ReduxReview:  The chorus of this song had a Jam & Lewis vibe, but the rest sounds like they were channeling a post-Disco style of Chic. It's fine, but I wouldn't count it among their best efforts. I think the problem is that Quincy Jones and the label were trying to make a big crossover dance/pop/R&B star out of Austin and it just wasn't working. There were too many cooks trying to make the album and it ended up over-seasoned and inconsistent. Austin can sing anything and make something from nothing, but when the majority of tracks are bland to begin with, there is only so much she can do. Luckily, she found her groove again when she returned to more jazz oriented material.

ReduxRating:  5/10

Trivia:  By the end of the 80s, Austin would retreat back to her jazz roots and mainly record albums in that vein. She would end up with eight Top 20 albums on the Jazz chart including four Top 10's (her 1981 album Every Home Should Have One also made the Jazz Top 10). She would add three more Grammy nods to her credit for a total of six. Her one nomination in 2007 would net Austin her first Grammy win. Her LP Avant Gershwin would secure Austin a win for Best Jazz Vocal Album.


Sunday, March 17, 2019

"I Must Be Dreaming" by Giuffria

Song#:  2710
Date:  05/03/1986
Debut:  84
Peak:  52
Weeks:  10
Genre:  Rock

Pop Bits:  Gregg Giuffria and his band had a successful self-titled debut album in '84 that reached #26 thanks to the #15 Pop/#3 Rock single "Call to the Heart." Their label, MCA, was pleased enough with the results to call for a second album. The band retreated to the studio and came out with Silk + Steel. This first single was issued out and it got a little attention, but far less than their previous hit. The song got to #28 at Rock while stalling near the halfway mark at Pop. A second single failed to chart and that doomed the album. They recorded demos for a third album, but then the band left MCA and decided to split up. Gregg Giuffria would later have some minor success with his next band House of Lords.

ReduxReview:  I'm familiar with the Mink DeVille version of this song (see below) and I have to say that Giuffria really rocks this one out. I like Mink DeVille's original, but I actually prefer this remake.
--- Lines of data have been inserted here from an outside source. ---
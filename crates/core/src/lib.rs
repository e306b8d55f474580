pub mod config;
pub mod domain;
pub mod errors;
pub mod locale;
pub mod membership;
pub mod outcome;
pub mod policy;
pub mod transform;

pub use domain::{
    Attachment, Conversation, ConversationId, ConversationKind, Identity, InboundMessage,
    MessageId, ModerationMode, OrgId, PersonId,
};
pub use errors::{ApplicationError, DomainError, InterfaceError};
pub use locale::Locale;
pub use membership::{MembershipAction, MembershipEvent, MembershipMachine, MembershipState};
pub use outcome::{
    BroadcastReport, DeliveryRecord, DeliveryStatus, MembershipOutcome, MessageOutcome,
};
pub use policy::{
    accept_membership, authorize, select_destinations, BroadcastPolicy, DenyReason,
    DestinationPolicy, MembershipPolicy, SourcePolicy, Verdict,
};
pub use transform::{transform, CardError, OutboundPayload, TransformOutcome};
The beefed up production sends the song to arena rock territory and David Glen Eisley's lead vocal is just killer. It's a shame this song didn't catch on more. It deserved to go further up the chart. It doesn't necessarily have a hooky chorus, but I don't think it needed one. For me it even outshines their lone Pop hit "Call to the Heart." It's kind of a lost gem.

ReduxRating:  8/10

Trivia:  Double Shot!  1)  This is a remake of a song originally written by Willie DeVille and recorded by his band Mink DeVille. It was done for their 1985 album Sportin' Life. It was issued as a single, but it did not chart. The album was Mink DeVille's final one. After that, Willie DeVille moved forward with a solo career releasing albums under his own name.  2) Giuffria recorded two songs for the soundtrack to the 1985 film Gotcha!. The comedy-action film, which starred Anthony Edwards and Linda Fiorentino, was not a critical or box office success. Gregg Giuffria and lead singer David Glen Eisley also recorded a third song for the film that was credited to Camelflage. The main theme, "Gotcha!," was written specifically for the film and was recorded by Thereza Bazar. It was issued out as a single, but it failed to chart. Bazar was one-half of the UK duo known as Dollar. While they would only have one charting song in the US (1979's #74 "Shooting Star"), they were stars in the UK getting nine Top 20 hits including five Top 10's. Along with the song from the film, Bazar would also record a solo album with producer Arif Mardin. Titled "The Big Kiss," it was a highly anticipated release in the UK. However, release date and distribution issues stymied promotional efforts and the album disappeared quickly.